Como mulher, assistir ao documentário Sob Suspeita: O Caso Wesphael, da Netflix, demanda estômago forte. O crime que fez notícia internacional em 2013, envolve um político belga, o deputado Bernard Wesphael e sua ex-mulher, Véronique Pirotton. Os dois estavam buscando uma reconciliação (na versão dele), mas algo aconteceu no fim-de-semana que acabou em tragédia. Véronique foi encontrada morta, repleta de hematomas e com com um saco plástico no rosto, no banheiro da suíte onde estavam hospedados. Segundo Wesphael, foi suicídio. No entanto, testemunhas alegam ter escutado sons suspeitos vindos do quarto onde apenas o casal estava. Jamais saberemos a verdade.

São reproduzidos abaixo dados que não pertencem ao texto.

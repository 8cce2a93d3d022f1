//! Kernel precomputation.
//!
//! A [`KernelImage`] is a square texture of `[ring, core]` weight pairs whose
//! edge sits at normalized distance 5. [`KernelTaps`] resamples it once per
//! generation into the per-offset weights the update stage convolves with.

use crate::params::KernelProfile;

/// Smallest outer radius accepted before dividing by it.
pub const MIN_OUTER_RADIUS: f32 = 1.0;
/// Largest outer radius; bounds kernel memory and per-cell tap count.
pub const MAX_OUTER_RADIUS: f32 = 128.0;
pub const MIN_RATIO_OF_RADII: f32 = 0.01;
pub const MAX_RATIO_OF_RADII: f32 = 1.0;

/// Normalized distance of the image edge from its centre.
const EDGE_DISTANCE: f32 = 5.0;
const PROFILE_EXPONENT: f32 = 0.2;

/// Clamps a possibly degenerate value into `[min, max]`; NaN maps to `min`.
fn sanitize(value: f32, min: f32, max: f32) -> f32 {
    if value.is_nan() {
        min
    } else {
        value.clamp(min, max)
    }
}

pub fn effective_outer_radius(outer_radius: f32) -> f32 {
    sanitize(outer_radius, MIN_OUTER_RADIUS, MAX_OUTER_RADIUS)
}

pub fn effective_ratio(ratio_of_radii: f32) -> f32 {
    sanitize(ratio_of_radii, MIN_RATIO_OF_RADII, MAX_RATIO_OF_RADII)
}

/// Square image of `[ring, core]` weights.
#[derive(Debug, Clone, PartialEq)]
pub struct KernelImage {
    side: u32,
    outer_radius: f32,
    ratio_of_radii: f32,
    profile: KernelProfile,
    texels: Vec<[f32; 2]>,
}

impl KernelImage {
    /// Builds the kernel for the given radii. Degenerate inputs are clamped,
    /// so generation always succeeds with finite output.
    pub fn generate(outer_radius: f32, ratio_of_radii: f32, profile: KernelProfile) -> Self {
        let outer_radius = effective_outer_radius(outer_radius);
        let ratio = effective_ratio(ratio_of_radii);
        let side = ((4.0 * outer_radius).round() as u32).max(1);
        let half = side as f32 / 2.0;
        let scale = 2.0 * EDGE_DISTANCE / side as f32;

        let mut texels = Vec::with_capacity(side as usize * side as usize);
        for j in 0..side {
            let dy = j as f32 + 0.5 - half;
            for i in 0..side {
                let dx = i as f32 + 0.5 - half;
                let d = (dx * dx + dy * dy).sqrt() * scale;
                texels.push(profile_weights(profile, d, ratio));
            }
        }

        tracing::debug!(
            side,
            outer_radius,
            ratio,
            profile = profile.as_str(),
            "generated kernel image"
        );

        Self {
            side,
            outer_radius,
            ratio_of_radii: ratio,
            profile,
            texels,
        }
    }

    pub fn side(&self) -> u32 {
        self.side
    }

    /// Outer radius after clamping, i.e. the footprint radius in cells.
    pub fn outer_radius(&self) -> f32 {
        self.outer_radius
    }

    pub fn ratio_of_radii(&self) -> f32 {
        self.ratio_of_radii
    }

    pub fn profile(&self) -> KernelProfile {
        self.profile
    }

    pub fn texels(&self) -> &[[f32; 2]] {
        &self.texels
    }

    pub fn texel(&self, i: u32, j: u32) -> [f32; 2] {
        self.texels[j as usize * self.side as usize + i as usize]
    }

    /// Bilinear sample at texel coordinate `(u, v)` where texel `i` is
    /// centred on `i + 0.5`. Coordinates outside the image clamp to the edge.
    pub fn sample(&self, u: f32, v: f32) -> [f32; 2] {
        let last = self.side as i64 - 1;
        let x = u - 0.5;
        let y = v - 0.5;
        let x0 = x.floor();
        let y0 = y.floor();
        let fx = x - x0;
        let fy = y - y0;
        let fetch = |i: i64, j: i64| self.texel(i.clamp(0, last) as u32, j.clamp(0, last) as u32);
        let (x0, y0) = (x0 as i64, y0 as i64);
        let a = fetch(x0, y0);
        let b = fetch(x0 + 1, y0);
        let c = fetch(x0, y0 + 1);
        let d = fetch(x0 + 1, y0 + 1);
        let mut out = [0.0; 2];
        for k in 0..2 {
            let top = a[k] + (b[k] - a[k]) * fx;
            let bottom = c[k] + (d[k] - c[k]) * fx;
            out[k] = top + (bottom - top) * fy;
        }
        out
    }
}

fn profile_weights(profile: KernelProfile, d: f32, ratio: f32) -> [f32; 2] {
    match profile {
        KernelProfile::RingCore => {
            let ring = if d <= EDGE_DISTANCE {
                (d - 1.0).sin().max(0.0).powf(PROFILE_EXPONENT)
            } else {
                0.0
            };
            let scaled = d / ratio;
            let core = if scaled <= EDGE_DISTANCE {
                (scaled / 2.0).cos().max(0.0).powf(PROFILE_EXPONENT)
            } else {
                0.0
            };
            [ring, core]
        }
        KernelProfile::Unimodal => {
            let ring = if d <= EDGE_DISTANCE {
                0.5 * d.sin() + 0.5
            } else {
                0.0
            };
            [ring, 0.0]
        }
    }
}

/// One convolution offset with its resampled weights.
#[derive(Debug, Clone, Copy, PartialEq)]
pub struct Tap {
    pub dx: i32,
    pub dy: i32,
    pub ring: f32,
    pub core: f32,
}

/// Kernel resampled onto integer grid offsets within the footprint radius.
#[derive(Debug, Clone, PartialEq)]
pub struct KernelTaps {
    taps: Vec<Tap>,
    reach: u32,
    ring_sum: f32,
    core_sum: f32,
    profile: KernelProfile,
}

impl KernelTaps {
    pub fn from_image(image: &KernelImage) -> Self {
        let radius = image.outer_radius();
        let reach = radius.ceil() as i32;
        let centre = image.side() as f32 / 2.0;
        let step = image.side() as f32 / (2.0 * radius);
        let radius_sq = radius * radius;

        let mut taps = Vec::new();
        let mut ring_sum = 0.0;
        let mut core_sum = 0.0;
        for dy in -reach..=reach {
            for dx in -reach..=reach {
                if (dx * dx + dy * dy) as f32 > radius_sq {
                    continue;
                }
                let [ring, core] =
                    image.sample(centre + dx as f32 * step, centre + dy as f32 * step);
                if ring <= 0.0 && core <= 0.0 {
                    continue;
                }
                ring_sum += ring;
                core_sum += core;
                taps.push(Tap { dx, dy, ring, core });
            }
        }

        Self {
            taps,
            reach: reach as u32,
            ring_sum,
            core_sum,
            profile: image.profile(),
        }
    }

    pub fn taps(&self) -> &[Tap] {
        &self.taps
    }

    /// Largest absolute offset along either axis.
    pub fn reach(&self) -> u32 {
        self.reach
    }

    pub fn ring_sum(&self) -> f32 {
        self.ring_sum
    }

    pub fn core_sum(&self) -> f32 {
        self.core_sum
    }

    /// Whether the core aggregate comes from kernel weights rather than the
    /// cell's own value.
    pub fn has_core(&self) -> bool {
        self.profile == KernelProfile::RingCore
    }

    /// Dense `(2·reach + 1)²` RGBA table of `[ring, core, 0, 0]`, row-major
    /// from offset `(-reach, -reach)`. Offsets without a tap are zero.
    pub fn to_dense_rgba(&self) -> Vec<[f32; 4]> {
        let span = 2 * self.reach as usize + 1;
        let mut dense = vec![[0.0; 4]; span * span];
        let reach = self.reach as i32;
        for tap in &self.taps {
            let x = (tap.dx + reach) as usize;
            let y = (tap.dy + reach) as usize;
            dense[y * span + x] = [tap.ring, tap.core, 0.0, 0.0];
        }
        dense
    }
}

#[cfg(test)]
mod tests {
    use super::*;

    #[test]
    fn side_follows_outer_radius() {
        assert_eq!(KernelImage::generate(13.0, 0.5, KernelProfile::RingCore).side(), 52);
        assert_eq!(KernelImage::generate(2.4, 0.5, KernelProfile::RingCore).side(), 10);
    }

    #[test]
    fn degenerate_radii_are_clamped() {
        for radius in [0.0, -3.0, f32::NAN, f32::NEG_INFINITY] {
            let image = KernelImage::generate(radius, 0.0, KernelProfile::RingCore);
            assert_eq!(image.outer_radius(), MIN_OUTER_RADIUS);
            assert_eq!(image.side(), 4);
            assert!(image.texels().iter().flatten().all(|w| w.is_finite()));
        }
        let huge = KernelImage::generate(f32::INFINITY, f32::INFINITY, KernelProfile::RingCore);
        assert_eq!(huge.outer_radius(), MAX_OUTER_RADIUS);
        assert_eq!(huge.ratio_of_radii(), MAX_RATIO_OF_RADII);
    }

    #[test]
    fn ring_vanishes_at_centre_and_core_peaks() {
        let image = KernelImage::generate(8.0, 0.5, KernelProfile::RingCore);
        let mid = image.side() / 2;
        let [ring, core] = image.texel(mid, mid);
        assert_eq!(ring, 0.0);
        assert!(core > 0.99);
        let corner = image.texel(0, 0);
        assert_eq!(corner, [0.0, 0.0]);
    }

    #[test]
    fn unimodal_has_no_core() {
        let image = KernelImage::generate(6.0, 0.5, KernelProfile::Unimodal);
        assert!(image.texels().iter().all(|t| t[1] == 0.0));
        let taps = KernelTaps::from_image(&image);
        assert!(!taps.has_core());
        assert_eq!(taps.core_sum(), 0.0);
        assert!(taps.ring_sum() > 0.0);
    }

    #[test]
    fn bilinear_sample_hits_texel_centres() {
        let image = KernelImage::generate(5.0, 0.5, KernelProfile::RingCore);
        let expected = image.texel(3, 7);
        assert_eq!(image.sample(3.5, 7.5), expected);
        let left = image.texel(3, 7);
        let right = image.texel(4, 7);
        let between = image.sample(4.0, 7.5);
        assert!((between[0] - (left[0] + right[0]) / 2.0).abs() < 1e-6);
    }

    #[test]
    fn taps_stay_inside_footprint() {
        let image = KernelImage::generate(4.5, 0.5, KernelProfile::RingCore);
        let taps = KernelTaps::from_image(&image);
        assert_eq!(taps.reach(), 5);
        for tap in taps.taps() {
            assert!((tap.dx * tap.dx + tap.dy * tap.dy) as f32 <= 4.5 * 4.5);
        }
        let ring: f32 = taps.taps().iter().map(|t| t.ring).sum();
        assert!((ring - taps.ring_sum()).abs() < 1e-4);
    }

    #[test]
    fn dense_table_places_taps_by_offset() {
        let image = KernelImage::generate(3.0, 0.5, KernelProfile::RingCore);
        let taps = KernelTaps::from_image(&image);
        let dense = taps.to_dense_rgba();
        let span = 2 * taps.reach() as usize + 1;
        assert_eq!(dense.len(), span * span);
        let tap = taps.taps()[0];
        let index = (tap.dy + taps.reach() as i32) as usize * span
            + (tap.dx + taps.reach() as i32) as usize;
        assert_eq!(dense[index], [tap.ring, tap.core, 0.0, 0.0]);
    }
}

De fora, Wesphael parece ser um O.J.Simpson belga. A impossibilidade de seu relato – que vai alterando de acordo com o tempo, mantendo apenas “sua inocência” – é baseada no assassinato do caráter da vítima, que não tem voz. Véronique, segundo ele, era dependente de remédios, álcool e era instável psicologicamente, além de infiel. Isso mesmo, ele desfila um sem fim de acusações onde ele passa a ser a vítima, não o provável algoz. E conseguiu ser inocentado na Justiça, portanto uma visivelmente fisicamente agredida Véronique conseguiu se matar enquanto ele dormia placidamente no quarto. É enervante que em pleno século 21 ainda seja possível que uma mulher, com histórico de abuso sexual desde pequena, seja difamada assim.

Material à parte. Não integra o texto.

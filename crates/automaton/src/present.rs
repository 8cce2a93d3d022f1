use crate::error::AllocationError;
use crate::grid::{Extent, Grid};

/// Owned output surface receiving a copy of each freshly written buffer.
#[derive(Debug, Clone)]
pub struct PresentStage {
    output: Grid,
}

impl PresentStage {
    pub fn new(extent: Extent) -> Result<Self, AllocationError> {
        Ok(Self {
            output: Grid::new(extent)?,
        })
    }

    pub fn present(&mut self, source: &Grid) {
        self.output.copy_from(source);
    }

    pub fn output(&self) -> &Grid {
        &self.output
    }
}
use automaton::{AllocationError, Extent, KernelTaps};
use wgpu::util::{DeviceExt, TextureDataOrder};

/// Float format holding one cell (rgb + unused alpha) per texel.
pub(crate) const STATE_FORMAT: wgpu::TextureFormat = wgpu::TextureFormat::Rgba32Float;

/// One simulation buffer on the GPU.
pub(crate) struct StateTarget {
    pub texture: wgpu::Texture,
    pub view: wgpu::TextureView,
}

/// GPU double buffer; `read` indexes the current buffer.
pub(crate) struct PingPong {
    pub targets: [StateTarget; 2],
    pub read: usize,
    pub extent: Extent,
}

impl PingPong {
    /// Allocates both buffers at `extent`. `wgpu` zero-initializes new
    /// textures, so the grid starts black.
    pub fn new(device: &wgpu::Device, extent: Extent) -> Result<Self, AllocationError> {
        let cells = 2 * extent.width as usize * extent.height as usize;
        let targets = allocate_scoped(device, "GPU state buffers", cells, || {
            [0, 1].map(|index| {
                let texture = device.create_texture(&wgpu::TextureDescriptor {
                    label: Some(&format!("state buffer #{index}")),
                    size: texture_size(extent),
                    mip_level_count: 1,
                    sample_count: 1,
                    dimension: wgpu::TextureDimension::D2,
                    format: STATE_FORMAT,
                    usage: wgpu::TextureUsages::RENDER_ATTACHMENT
                        | wgpu::TextureUsages::TEXTURE_BINDING
                        | wgpu::TextureUsages::COPY_SRC
                        | wgpu::TextureUsages::COPY_DST,
                    view_formats: &[],
                });
                let view = texture.create_view(&wgpu::TextureViewDescriptor::default());
                StateTarget { texture, view }
            })
        })?;
        Ok(Self {
            targets,
            read: 0,
            extent,
        })
    }

    pub fn write(&self) -> usize {
        1 - self.read
    }

    pub fn write_target(&self) -> &StateTarget {
        &self.targets[self.write()]
    }

    pub fn swap(&mut self) {
        self.read = self.write();
    }

    /// Records a copy of the write buffer into the read buffer.
    pub fn encode_promote(&self, encoder: &mut wgpu::CommandEncoder) {
        encoder.copy_texture_to_texture(
            self.targets[self.write()].texture.as_image_copy(),
            self.targets[self.read].texture.as_image_copy(),
            texture_size(self.extent),
        );
    }
}

/// Kernel taps uploaded as a `(2·reach + 1)²` float texture.
pub(crate) struct KernelTexture {
    pub _texture: wgpu::Texture,
    pub view: wgpu::TextureView,
}

impl KernelTexture {
    pub fn new(
        device: &wgpu::Device,
        queue: &wgpu::Queue,
        taps: &KernelTaps,
    ) -> Result<Self, AllocationError> {
        let span = 2 * taps.reach() + 1;
        let dense = taps.to_dense_rgba();
        let texture = allocate_scoped(device, "kernel texture", dense.len(), || {
            device.create_texture_with_data(
                queue,
                &wgpu::TextureDescriptor {
                    label: Some("kernel taps"),
                    size: wgpu::Extent3d {
                        width: span,
                        height: span,
                        depth_or_array_layers: 1,
                    },
                    mip_level_count: 1,
                    sample_count: 1,
                    dimension: wgpu::TextureDimension::D2,
                    format: wgpu::TextureFormat::Rgba32Float,
                    usage: wgpu::TextureUsages::TEXTURE_BINDING | wgpu::TextureUsages::COPY_DST,
                    view_formats: &[],
                },
                TextureDataOrder::LayerMajor,
                bytemuck::cast_slice(&dense),
            )
        })?;
        let view = texture.create_view(&wgpu::TextureViewDescriptor::default());
        Ok(Self {
            _texture: texture,
            view,
        })
    }
}

/// Runs `create` inside an out-of-memory error scope so a failed GPU
/// allocation is returned instead of reaching the uncaptured-error handler.
fn allocate_scoped<T>(
    device: &wgpu::Device,
    what: &'static str,
    cells: usize,
    create: impl FnOnce() -> T,
) -> Result<T, AllocationError> {
    device.push_error_scope(wgpu::ErrorFilter::OutOfMemory);
    let value = create();
    match pollster::block_on(device.pop_error_scope()) {
        None => Ok(value),
        Some(err) => {
            tracing::error!(what, cells, error = %err, "GPU allocation failed");
            Err(AllocationError::OutOfMemory { what, cells })
        }
    }
}

pub(crate) fn texture_size(extent: Extent) -> wgpu::Extent3d {
    wgpu::Extent3d {
        width: extent.width,
        height: extent.height,
        depth_or_array_layers: 1,
    }
}

/// Rejects extents the device cannot back with a texture. Oversize grids
/// are an error, never shrunk to fit.
pub(crate) fn check_extent(extent: Extent, max_dimension: u32) -> Result<(), AllocationError> {
    if extent.width == 0 || extent.height == 0 {
        return Err(AllocationError::EmptyExtent {
            width: extent.width,
            height: extent.height,
        });
    }
    if extent.width > max_dimension || extent.height > max_dimension {
        return Err(AllocationError::TooLarge {
            width: extent.width,
            height: extent.height,
            limit: max_dimension,
        });
    }
    Ok(())
}

#[cfg(test)]
mod tests {
    use super::*;

    #[test]
    fn oversize_extent_is_rejected_not_shrunk() {
        assert_eq!(
            check_extent(Extent::new(20_000, 10), 8192),
            Err(AllocationError::TooLarge {
                width: 20_000,
                height: 10,
                limit: 8192
            })
        );
        assert!(check_extent(Extent::new(10, 8193), 8192).is_err());
    }

    #[test]
    fn extent_within_limit_is_accepted() {
        assert_eq!(check_extent(Extent::new(8192, 8192), 8192), Ok(()));
        assert_eq!(check_extent(Extent::new(640, 480), 8192), Ok(()));
    }

    #[test]
    fn empty_extent_is_rejected() {
        assert_eq!(
            check_extent(Extent::new(0, 4), 8192),
            Err(AllocationError::EmptyExtent { width: 0, height: 4 })
        );
    }
}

O documentário é feito sob a ótica do político, que volta ao quarto do crime, reconta sua versão dos fatos, claramente apreciando cada segundo diante da câmera. Assim como OJ, fez um livro “teorizando” como “teria feito” o crime perfeito. Mas nós o assistimos: matando novamente a memória de uma pessoa que não tem como falar.

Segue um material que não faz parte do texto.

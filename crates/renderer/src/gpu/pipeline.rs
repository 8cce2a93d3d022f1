use anyhow::{Context, Result};

use crate::compile::{compile_fragment_shader, compile_vertex_shader, Pass};

use super::textures::{KernelTexture, PingPong, STATE_FORMAT};

/// Render pipelines for the three passes plus their shared bind group layout.
pub(crate) struct Passes {
    pub layout: wgpu::BindGroupLayout,
    pub sampler: wgpu::Sampler,
    pub interaction: wgpu::RenderPipeline,
    pub update: wgpu::RenderPipeline,
    pub present: wgpu::RenderPipeline,
}

impl Passes {
    pub fn new(device: &wgpu::Device, surface_format: wgpu::TextureFormat) -> Result<Self> {
        let layout = device.create_bind_group_layout(&wgpu::BindGroupLayoutDescriptor {
            label: Some("simulation layout"),
            entries: &[
                wgpu::BindGroupLayoutEntry {
                    binding: 0,
                    visibility: wgpu::ShaderStages::FRAGMENT,
                    ty: wgpu::BindingType::Buffer {
                        ty: wgpu::BufferBindingType::Uniform,
                        has_dynamic_offset: false,
                        min_binding_size: None,
                    },
                    count: None,
                },
                texture_entry(1),
                texture_entry(2),
                wgpu::BindGroupLayoutEntry {
                    binding: 3,
                    visibility: wgpu::ShaderStages::FRAGMENT,
                    ty: wgpu::BindingType::Sampler(wgpu::SamplerBindingType::NonFiltering),
                    count: None,
                },
            ],
        });

        let sampler = device.create_sampler(&wgpu::SamplerDescriptor {
            label: Some("point sampler"),
            address_mode_u: wgpu::AddressMode::ClampToEdge,
            address_mode_v: wgpu::AddressMode::ClampToEdge,
            address_mode_w: wgpu::AddressMode::ClampToEdge,
            mag_filter: wgpu::FilterMode::Nearest,
            min_filter: wgpu::FilterMode::Nearest,
            mipmap_filter: wgpu::FilterMode::Nearest,
            ..Default::default()
        });

        let pipeline_layout = device.create_pipeline_layout(&wgpu::PipelineLayoutDescriptor {
            label: Some("simulation pipeline layout"),
            bind_group_layouts: &[&layout],
            push_constant_ranges: &[],
        });
        let vertex = compile_vertex_shader(device)?;

        let build = |pass: Pass, format: wgpu::TextureFormat| -> Result<wgpu::RenderPipeline> {
            let fragment = compile_fragment_shader(device, pass)
                .with_context(|| format!("failed to compile {} pass", pass.label()))?;
            Ok(device.create_render_pipeline(&wgpu::RenderPipelineDescriptor {
                label: Some(pass.label()),
                layout: Some(&pipeline_layout),
                vertex: wgpu::VertexState {
                    module: &vertex,
                    entry_point: Some("main"),
                    buffers: &[],
                    compilation_options: wgpu::PipelineCompilationOptions::default(),
                },
                primitive: wgpu::PrimitiveState {
                    topology: wgpu::PrimitiveTopology::TriangleList,
                    strip_index_format: None,
                    front_face: wgpu::FrontFace::Ccw,
                    cull_mode: None,
                    polygon_mode: wgpu::PolygonMode::Fill,
                    unclipped_depth: false,
                    conservative: false,
                },
                depth_stencil: None,
                multisample: wgpu::MultisampleState::default(),
                fragment: Some(wgpu::FragmentState {
                    module: &fragment,
                    entry_point: Some("main"),
                    targets: &[Some(wgpu::ColorTargetState {
                        format,
                        blend: None,
                        write_mask: wgpu::ColorWrites::ALL,
                    })],
                    compilation_options: wgpu::PipelineCompilationOptions::default(),
                }),
                multiview: None,
                cache: None,
            }))
        };

        Ok(Self {
            interaction: build(Pass::Interaction, STATE_FORMAT)?,
            update: build(Pass::Update, STATE_FORMAT)?,
            present: build(Pass::Present, surface_format)?,
            layout,
            sampler,
        })
    }

    /// One bind group per state buffer, each reading that buffer.
    pub fn bind_groups(
        &self,
        device: &wgpu::Device,
        uniforms: &wgpu::Buffer,
        state: &PingPong,
        kernel: &KernelTexture,
    ) -> [wgpu::BindGroup; 2] {
        [0, 1].map(|index| {
            device.create_bind_group(&wgpu::BindGroupDescriptor {
                label: Some(&format!("simulation bind group #{index}")),
                layout: &self.layout,
                entries: &[
                    wgpu::BindGroupEntry {
                        binding: 0,
                        resource: uniforms.as_entire_binding(),
                    },
                    wgpu::BindGroupEntry {
                        binding: 1,
                        resource: wgpu::BindingResource::TextureView(&state.targets[index].view),
                    },
                    wgpu::BindGroupEntry {
                        binding: 2,
                        resource: wgpu::BindingResource::TextureView(&kernel.view),
                    },
                    wgpu::BindGroupEntry {
                        binding: 3,
                        resource: wgpu::BindingResource::Sampler(&self.sampler),
                    },
                ],
            })
        })
    }
}

fn texture_entry(binding: u32) -> wgpu::BindGroupLayoutEntry {
    wgpu::BindGroupLayoutEntry {
        binding,
        visibility: wgpu::ShaderStages::FRAGMENT,
        ty: wgpu::BindingType::Texture {
            sample_type: wgpu::TextureSampleType::Float { filterable: false },
            view_dimension: wgpu::TextureViewDimension::D2,
            multisampled: false,
        },
        count: None,
    }
}

/// Records one full-screen draw into `target`.
pub(crate) fn encode_pass(
    encoder: &mut wgpu::CommandEncoder,
    label: &str,
    pipeline: &wgpu::RenderPipeline,
    bind_group: &wgpu::BindGroup,
    target: &wgpu::TextureView,
) {
    let mut render_pass = encoder.begin_render_pass(&wgpu::RenderPassDescriptor {
        label: Some(label),
        color_attachments: &[Some(wgpu::RenderPassColorAttachment {
            view: target,
            depth_slice: None,
            resolve_target: None,
            ops: wgpu::Operations {
                load: wgpu::LoadOp::Clear(wgpu::Color::BLACK),
                store: wgpu::StoreOp::Store,
            },
        })],
        depth_stencil_attachment: None,
        occlusion_query_set: None,
        timestamp_writes: None,
    });
    render_pass.set_pipeline(pipeline);
    render_pass.set_bind_group(0, bind_group, &[]);
    render_pass.draw(0..3, 0..1);
}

Há de se ter maior responsabilidade com os documentários hoje em dia. Qualquer um “reescreve a narrativa” de acordo com sua ótica, mas a responsabilidade moral está cada vez mais distante e depende de todos nós mantermos o foco na informação.
Sob Suspeita: O Caso Wesphael me levou a sensibilizar mais com a trajetória trágica de uma mulher tentando se encontrar, no amor e na vida, mas que acabou no banheiro de um hotel, sozinha, sem ter nenhuma defesa contra seus algozes. Muito triste.